Do we know how to be thankful in the way Mr. Roth was thankful? When I was younger, I was taught the importance of saying please and thank you. It was drummed into me. Even when I couldn’t figure out why my grandmother gave me six tea-stained coasters; I still said thank you. But saying thank you and being thankful aren’t the same thing. Some people have the best of manners, they always say thank you, but they’re not thankful. Thankfulness is feeling gratitude – it’s taking pleasure in something – it’s being appreciative.

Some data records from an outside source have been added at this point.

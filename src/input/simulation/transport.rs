//! Lossy loopback radio link.
//!
//! Stands in for the radio and the gateway at once: every transmitted message
//! is dropped with the configured probability, and messages that get through
//! with an echo requested are echoed back into the inbound queue.

use crate::coordinator::Transport;
use crate::error::Result;
use crate::protocol::Message;
use log::{debug, trace};
use parking_lot::Mutex;
use rand::rngs::StdRng;
use rand::{Rng, SeedableRng};
use std::collections::VecDeque;
use std::sync::atomic::{AtomicU32, Ordering};
use std::time::Duration;

/// Counters of what happened on the simulated link.
#[derive(Clone, Copy, Debug, Default, PartialEq, Eq)]
pub struct LinkStats {
    pub transmitted: u32,
    pub lost: u32,
    pub echoed: u32,
}

pub struct LossyLoopback {
    loss: f64,
    echo: f64,
    rng: Mutex<StdRng>,
    inbound: Mutex<VecDeque<Message>>,
    transmitted: AtomicU32,
    lost: AtomicU32,
    echoed: AtomicU32,
}

impl LossyLoopback {
    /// `loss` and `echo` are probabilities in `0.0..=1.0`.
    pub fn new(loss: f64, echo: f64) -> Self {
        Self::with_rng(loss, echo, StdRng::from_entropy())
    }

    /// Deterministic link for reproducible runs.
    pub fn seeded(loss: f64, echo: f64, seed: u64) -> Self {
        Self::with_rng(loss, echo, StdRng::seed_from_u64(seed))
    }

    fn with_rng(loss: f64, echo: f64, rng: StdRng) -> Self {
        Self {
            loss: loss.clamp(0.0, 1.0),
            echo: echo.clamp(0.0, 1.0),
            rng: Mutex::new(rng),
            inbound: Mutex::new(VecDeque::new()),
            transmitted: AtomicU32::new(0),
            lost: AtomicU32::new(0),
            echoed: AtomicU32::new(0),
        }
    }

    pub fn stats(&self) -> LinkStats {
        LinkStats {
            transmitted: self.transmitted.load(Ordering::SeqCst),
            lost: self.lost.load(Ordering::SeqCst),
            echoed: self.echoed.load(Ordering::SeqCst),
        }
    }
}

impl Transport for LossyLoopback {
    fn transmit(&self, message: &Message) -> Result<()> {
        self.transmitted.fetch_add(1, Ordering::SeqCst);

        let (lost, echo) = {
            let mut rng = self.rng.lock();
            (rng.gen_bool(self.loss), rng.gen_bool(self.echo))
        };

        if lost {
            self.lost.fetch_add(1, Ordering::SeqCst);
            debug!(
                "[Sim] link dropped child {} {:?} {}",
                message.sensor, message.command, message.payload
            );
            return Ok(());
        }

        trace!("[Sim] link delivered {:?}", message);
        if message.echo_requested && echo {
            self.echoed.fetch_add(1, Ordering::SeqCst);
            self.inbound.lock().push_back(Message::echo_of(message));
        }
        Ok(())
    }

    fn poll_inbound(&self) -> Option<Message> {
        self.inbound.lock().pop_front()
    }

    fn pause(&self, duration: Duration, sleep: bool) {
        if duration.is_zero() {
            return;
        }
        debug!(
            "[Sim] {} {} ms between retries",
            if sleep { "sleeping" } else { "waiting" },
            duration.as_millis()
        );
        std::thread::sleep(duration);
    }
}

Listen. When you’re in pain it’s no excuse to be a pain. God wants you to be thankful. Now I know, it’s tough when you wake up but don’t want to get up, your arthritis flares up, the price of gas goes up, your skin dries up, you eat something and want to throw up, the washing piles up, the neighbour’s stuck up, the funeral arrangements are paid up, or your daughter doesn’t show up! Even when you have every reason to be fed up, it’s still no excuse to give up. There’s always something to be thankful for – always some way to cultivate an attitude of gratitude.
Something remarkable happens when you choose to be thankful. It becomes infectious. People love to be around grateful people. And at the end of the day, it’s good to have people around us. So be thankful, “no matter what happens” 1 Thessalonians 5:18 (NLT).